(Beginning of THE DATA)

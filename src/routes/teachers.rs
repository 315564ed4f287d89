use actix_web::{HttpRequest, HttpResponse, Result as ActixResult, web};
use once_cell::sync::Lazy;

use crate::middlewares;
use crate::models::teachers::requests::{
    CreateTeacherRequest, TeacherListQuery, UpdateTeacherRequest,
};
use crate::models::users::entities::UserRole;
use crate::services::TeacherService;
use crate::utils::SafeTeacherIdI64;

// 懒加载的全局 TEACHER_SERVICE 实例
static TEACHER_SERVICE: Lazy<TeacherService> = Lazy::new(TeacherService::new_lazy);

// HTTP处理程序
pub async fn create_teacher(
    req: HttpRequest,
    teacher_data: web::Json<CreateTeacherRequest>,
) -> ActixResult<HttpResponse> {
    TEACHER_SERVICE
        .create_teacher(&req, teacher_data.into_inner())
        .await
}

pub async fn list_teachers(
    req: HttpRequest,
    query: web::Query<TeacherListQuery>,
) -> ActixResult<HttpResponse> {
    TEACHER_SERVICE.list_teachers(&req, query.into_inner()).await
}

pub async fn get_me(req: HttpRequest) -> ActixResult<HttpResponse> {
    TEACHER_SERVICE.get_me(&req).await
}

pub async fn get_teacher(
    req: HttpRequest,
    teacher_id: SafeTeacherIdI64,
) -> ActixResult<HttpResponse> {
    TEACHER_SERVICE.get_teacher(&req, teacher_id.0).await
}

pub async fn update_teacher(
    req: HttpRequest,
    teacher_id: SafeTeacherIdI64,
    update_data: web::Json<UpdateTeacherRequest>,
) -> ActixResult<HttpResponse> {
    TEACHER_SERVICE
        .update_teacher(&req, teacher_id.0, update_data.into_inner())
        .await
}

pub async fn toggle_active(
    req: HttpRequest,
    teacher_id: SafeTeacherIdI64,
) -> ActixResult<HttpResponse> {
    TEACHER_SERVICE.toggle_active(&req, teacher_id.0).await
}

pub async fn delete_teacher(
    req: HttpRequest,
    teacher_id: SafeTeacherIdI64,
) -> ActixResult<HttpResponse> {
    TEACHER_SERVICE.delete_teacher(&req, teacher_id.0).await
}

// 配置路由
pub fn configure_teacher_routes(cfg: &mut web::ServiceConfig) {
    cfg.service(
        web::scope("/api/v1/teachers")
            .wrap(middlewares::RequireJWT)
            .service(
                web::resource("")
                    .route(
                        web::get()
                            .to(list_teachers)
                            .wrap(middlewares::RequireRole::new_any(UserRole::staff_roles())),
                    )
                    .route(
                        web::post()
                            .to(create_teacher)
                            .wrap(middlewares::RequireRole::new_any(UserRole::admin_roles())),
                    ),
            )
            .service(
                web::resource("/me").route(
                    web::get()
                        .to(get_me)
                        .wrap(middlewares::RequireRole::new(&UserRole::Teacher)),
                ),
            )
            .service(
                web::resource("/{teacher_id}/toggle-active").route(
                    web::put()
                        .to(toggle_active)
                        .wrap(middlewares::RequireRole::new_any(UserRole::admin_roles())),
                ),
            )
            .service(
                web::resource("/{teacher_id}")
                    .route(
                        web::get()
                            .to(get_teacher)
                            .wrap(middlewares::RequireRole::new_any(UserRole::admin_roles())),
                    )
                    .route(
                        web::put()
                            .to(update_teacher)
                            .wrap(middlewares::RequireRole::new_any(UserRole::admin_roles())),
                    )
                    .route(
                        web::delete()
                            .to(delete_teacher)
                            .wrap(middlewares::RequireRole::new_any(UserRole::admin_roles())),
                    ),
            ),
    );
}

(End of THE DATA)

=== WHAT THE EXERCISE ASKS ===
Search the entries for the word "CreateTeacherRequest" and report how many lines contain it, as a bare number.

=== RESPONSE FOR THIS EXERCISE ===
2